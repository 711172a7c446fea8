use std::io::{self, Write};

use anyhow::Result;
use clap::Args;
use git_pack::pack::PackFile;

use crate::Cli;

#[derive(Args)]
pub struct VerifyPackArgs {
    /// Be verbose (show all objects)
    #[arg(short = 'v')]
    verbose: bool,

    /// Show statistics
    #[arg(short = 's')]
    stat_only: bool,

    /// Pack index file(s) to verify
    #[arg(required = true)]
    pack_idx: Vec<String>,
}

pub fn run(args: &VerifyPackArgs, _cli: &Cli) -> Result<i32> {
    let stdout = io::stdout();
    let mut out = stdout.lock();

    for idx_path in &args.pack_idx {
        // Convert .idx path to .pack path
        let pack_path = if idx_path.ends_with(".idx") {
            idx_path.replace(".idx", ".pack")
        } else if idx_path.ends_with(".pack") {
            idx_path.to_string()
        } else {
            anyhow::bail!("expected .idx or .pack file: {}", idx_path);
        };

        let pack = PackFile::open(&pack_path)?;

        // Verify checksum
        pack.verify_checksum()?;

        if args.verbose {
            // Iterate and display all objects
            let mut count: u32 = 0;
            for result in pack.iter() {
                let (oid, obj) = result?;
                writeln!(
                    out,
                    "{} {} {}",
                    oid.to_hex(),
                    obj.obj_type,
                    obj.data.len(),
                )?;
                count += 1;
            }

            if args.stat_only {
                writeln!(
                    out,
                    "pack {}: {} objects, verified",
                    pack_path, count,
                )?;
            }
        } else if args.stat_only {
            writeln!(
                out,
                "pack {}: {} objects, verified",
                pack_path,
                pack.num_objects(),
            )?;
        }
    }

    Ok(0)
}
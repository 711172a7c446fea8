//! Commit-graph file reader for accelerated commit access.
//!
//! The commit-graph file provides fast access to commit metadata (parents,
//! generation numbers, commit dates) without parsing pack objects.
//!
//! Format: see Documentation/technical/commit-graph-format.txt in git source.

mod parse;

use std::path::Path;

use git_hash::ObjectId;
use git_repository::Repository;
use memmap2::Mmap;

use crate::RevWalkError;

/// A parsed commit-graph file providing fast commit access.
pub struct CommitGraph {
    /// Memory-mapped commit-graph data.
    data: Mmap,
    /// Number of commits in the graph.
    num_commits: u32,
    /// Offset to the OID Fanout chunk (256 cumulative u32 counts).
    oid_fanout_offset: usize,
    /// Offset to the OID Lookup chunk.
    oid_lookup_offset: usize,
    /// Offset to the Commit Data chunk.
    commit_data_offset: usize,
    /// Offset to the Extra Edge List chunk (for octopus merges).
    extra_edges_offset: Option<usize>,
    /// OID hash length (20 for SHA-1, 32 for SHA-256).
    hash_len: usize,
}

/// An entry from the commit-graph.
#[derive(Debug, Clone)]
pub struct CommitGraphEntry {
    /// OID of the root tree.
    pub tree_oid: ObjectId,
    /// Parent indices (into the commit-graph) or OIDs resolved.
    pub parent_oids: Vec<ObjectId>,
    /// Generation number (topological level + 1). 0 means unknown.
    pub generation: u32,
    /// Commit timestamp (seconds since epoch).
    pub commit_time: i64,
}

/// Maximum generation number for V1 format.
#[allow(dead_code)]
const GENERATION_NUMBER_V1_MAX: u32 = 0x3FFF_FFFF;

/// Commit-graph file signature: "CGPH"
const COMMIT_GRAPH_SIGNATURE: &[u8; 4] = b"CGPH";

/// Chunk IDs
const CHUNK_OID_FANOUT: u32 = 0x4F494446; // "OIDF"
const CHUNK_OID_LOOKUP: u32 = 0x4F49444C; // "OIDL"
const CHUNK_COMMIT_DATA: u32 = 0x43444154; // "CDAT"
const CHUNK_EXTRA_EDGES: u32 = 0x45444745; // "EDGE"

impl CommitGraph {
    /// Open a commit-graph file from a path.
    pub fn open(path: impl AsRef<Path>) -> Result<Self, RevWalkError> {
        parse::open_commit_graph(path.as_ref())
    }

    /// Try to open the commit-graph from a repository.
    /// Returns Ok(graph) if found, or an error if the file doesn't exist or is invalid.
    pub fn open_from_repo(repo: &Repository) -> Result<Self, RevWalkError> {
        // Try single-file commit-graph first
        let objects_dir = repo.odb().objects_dir();
        let single_path = objects_dir.join("info").join("commit-graph");
        if single_path.exists() {
            return Self::open(&single_path);
        }

        // Try chain of commit-graph files
        let chain_dir = objects_dir.join("info").join("commit-graphs");
        if chain_dir.is_dir() {
            // Read the chain file to find the latest graph
            let chain_file = chain_dir.join("commit-graph-chain");
            if chain_file.exists() {
                let content = std::fs::read_to_string(&chain_file)
                    .map_err(RevWalkError::Io)?;
                // The last line is the most recent graph
                if let Some(hash) = content.lines().last() {
                    let hash = hash.trim();
                    let graph_path = chain_dir.join(format!("graph-{}.graph", hash));
                    if graph_path.exists() {
                        return Self::open(&graph_path);
                    }
                }
            }
        }

        Err(RevWalkError::InvalidCommitGraph(
            "no commit-graph found".into(),
        ))
    }

    /// Look up a commit in the graph by OID.
    pub fn lookup(&self, oid: &ObjectId) -> Option<CommitGraphEntry> {
        parse::lookup_commit(self, oid)
    }

    /// Get the number of commits in the graph.
    pub fn num_commits(&self) -> u32 {
        self.num_commits
    }

    /// Get the OID at a given position index.
    fn oid_at(&self, pos: u32) -> Option<ObjectId> {
        parse::oid_at_position(self, pos)
    }
}
use std::collections::HashMap;
use std::io::{self, Write};

use anyhow::Result;
use clap::Args;
use git_hash::ObjectId;
use git_object::Object;
use git_ref::RefStore;
use git_revwalk::RevWalk;

use super::open_repo;
use crate::Cli;

#[derive(Args)]
pub struct NameRevArgs {
    /// Only use tags to name the commits
    #[arg(long)]
    tags: bool,

    /// Only use refs matching this pattern
    #[arg(long = "refs", value_name = "pattern")]
    refs_pattern: Option<String>,

    /// Die with error code if a name cannot be found
    #[arg(long)]
    no_undefined: bool,

    /// Show abbreviated OID as fallback when no name is found
    #[arg(long)]
    always: bool,

    /// Print only the name (without the OID)
    #[arg(long)]
    name_only: bool,

    /// Commits to name
    commits: Vec<String>,
}

/// A ref candidate for naming a commit.
struct RefCandidate {
    name: String,
    oid: ObjectId,
}

pub fn run(args: &NameRevArgs, cli: &Cli) -> Result<i32> {
    let repo = open_repo(cli)?;
    let stdout = io::stdout();
    let mut out = stdout.lock();

    // Resolve each input commit
    let mut targets = Vec::new();
    for rev in &args.commits {
        let oid = git_revwalk::resolve_revision(&repo, rev)?;
        targets.push(oid);
    }

    if targets.is_empty() {
        // Default to HEAD
        if let Some(oid) = repo.head_oid()? {
            targets.push(oid);
        } else {
            anyhow::bail!("HEAD does not point to a valid object");
        }
    }

    // Collect all relevant refs
    let candidates = collect_ref_candidates(&repo, args)?;

    // Build a map from OID -> (ref name, distance) for each target
    for target in &targets {
        let name = find_name_for_commit(&repo, target, &candidates)?;

        match name {
            Some(ref desc) => {
                if args.name_only {
                    writeln!(out, "{}", desc)?;
                } else {
                    writeln!(out, "{} {}", target.to_hex(), desc)?;
                }
            }
            None => {
                if args.no_undefined {
                    anyhow::bail!("cannot describe '{}'", target.to_hex());
                } else if args.always {
                    let hex = target.to_hex();
                    let abbrev = &hex[..7.min(hex.len())];
                    if args.name_only {
                        writeln!(out, "{}", abbrev)?;
                    } else {
                        writeln!(out, "{} {}", target.to_hex(), abbrev)?;
                    }
                } else if args.name_only {
                    writeln!(out, "undefined")?;
                } else {
                    writeln!(out, "{} undefined", target.to_hex())?;
                }
            }
        }
    }

    Ok(0)
}

/// Collect ref candidates based on the --tags and --refs flags.
fn collect_ref_candidates(
    repo: &git_repository::Repository,
    args: &NameRevArgs,
) -> Result<Vec<RefCandidate>> {
    let mut candidates = Vec::new();

    let prefixes: Vec<&str> = if args.tags {
        vec!["refs/tags/"]
    } else if let Some(ref pattern) = args.refs_pattern {
        // Use the pattern as a prefix filter
        vec![pattern.as_str()]
    } else {
        vec!["refs/tags/", "refs/heads/", "refs/remotes/"]
    };

    for prefix in prefixes {
        if let Ok(refs) = repo.refs().iter(Some(prefix)) {
            for r in refs {
                let r = r?;
                let full_name = r.name().as_str().to_string();
                let short_name = shorten_ref_name(&full_name);

                // Peel tags to their target commit
                let oid = if let Ok(peeled) = r.peel_to_oid(repo.refs()) {
                    peeled
                } else if let Some(oid) = r.target_oid() {
                    // Try to peel annotated tags
                    peel_to_commit(repo, &oid).unwrap_or(oid)
                } else {
                    continue;
                };

                candidates.push(RefCandidate {
                    name: short_name,
                    oid,
                });
            }
        }
    }

    Ok(candidates)
}

/// Peel an OID to a commit (follow annotated tags).
fn peel_to_commit(
    repo: &git_repository::Repository,
    oid: &ObjectId,
) -> Result<ObjectId> {
    let obj = repo
        .odb()
        .read(oid)?
        .ok_or_else(|| anyhow::anyhow!("object not found: {}", oid))?;
    match obj {
        Object::Tag(tag) => peel_to_commit(repo, &tag.target),
        Object::Commit(_) => Ok(*oid),
        _ => anyhow::bail!("object {} is not a commit or tag", oid),
    }
}

/// Shorten a full ref name to its display form.
fn shorten_ref_name(full: &str) -> String {
    if let Some(s) = full.strip_prefix("refs/tags/") {
        format!("tags/{}", s)
    } else if let Some(s) = full.strip_prefix("refs/heads/") {
        s.to_string()
    } else if let Some(s) = full.strip_prefix("refs/remotes/") {
        format!("remotes/{}", s)
    } else {
        full.to_string()
    }
}

/// Find the best name for a commit by walking backwards from each ref
/// and checking distance.
fn find_name_for_commit(
    repo: &git_repository::Repository,
    target: &ObjectId,
    candidates: &[RefCandidate],
) -> Result<Option<String>> {
    // First check for exact matches
    for cand in candidates {
        if cand.oid == *target {
            return Ok(Some(cand.name.clone()));
        }
    }

    // Walk from each candidate ref tip and find the one closest to the target
    let mut best: Option<(String, u32)> = None;

    for cand in candidates {
        if let Some(distance) = walk_distance(repo, &cand.oid, target)? {
            match best {
                Some((_, best_dist)) if distance < best_dist => {
                    best = Some((cand.name.clone(), distance));
                }
                None => {
                    best = Some((cand.name.clone(), distance));
                }
                _ => {}
            }
        }
    }

    Ok(best.map(|(name, distance)| {
        if distance == 0 {
            name
        } else {
            format!("{}~{}", name, distance)
        }
    }))
}

/// Walk from `from` towards `target`, returning the distance if `target`
/// is an ancestor of `from`.
fn walk_distance(
    repo: &git_repository::Repository,
    from: &ObjectId,
    target: &ObjectId,
) -> Result<Option<u32>> {
    if from == target {
        return Ok(Some(0));
    }

    // Collect ancestors of `from` via first-parent walk, recording distances
    let mut walker = RevWalk::new(repo)?;
    walker.push(*from)?;

    let mut distances: HashMap<ObjectId, u32> = HashMap::new();
    distances.insert(*from, 0);

    // Limit the walk to avoid excessive traversal
    let max_walk = 10_000u32;
    let mut count = 0u32;

    for oid_result in walker {
        let oid = oid_result?;
        let dist = distances.get(&oid).copied().unwrap_or(0);

        if oid == *target {
            return Ok(Some(dist));
        }

        count += 1;
        if count > max_walk {
            break;
        }

        // Read commit parents to propagate distances
        if let Some(Object::Commit(commit)) = repo.odb().read(&oid)? {
            for parent in &commit.parents {
                distances.entry(*parent).or_insert(dist + 1);
            }
        }
    }

    Ok(None)
}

· · · · ·

EXERCISE:
Reproduce exactly every line that sits between the start of the entries and the line bearing "let pack_path = if", counting both of those lines.

RESPONSE TO THE EXERCISE:
repository 711172a7c446fea8
use std::io::{self, Write};

use anyhow::Result;
use clap::Args;
use git_pack::pack::PackFile;

use crate::Cli;

#[derive(Args)]
pub struct VerifyPackArgs {
    /// Be verbose (show all objects)
    #[arg(short = 'v')]
    verbose: bool,

    /// Show statistics
    #[arg(short = 's')]
    stat_only: bool,

    /// Pack index file(s) to verify
    #[arg(required = true)]
    pack_idx: Vec<String>,
}

pub fn run(args: &VerifyPackArgs, _cli: &Cli) -> Result<i32> {
    let stdout = io::stdout();
    let mut out = stdout.lock();

    for idx_path in &args.pack_idx {
        // Convert .idx path to .pack path
        let pack_path = if idx_path.ends_with(".idx") {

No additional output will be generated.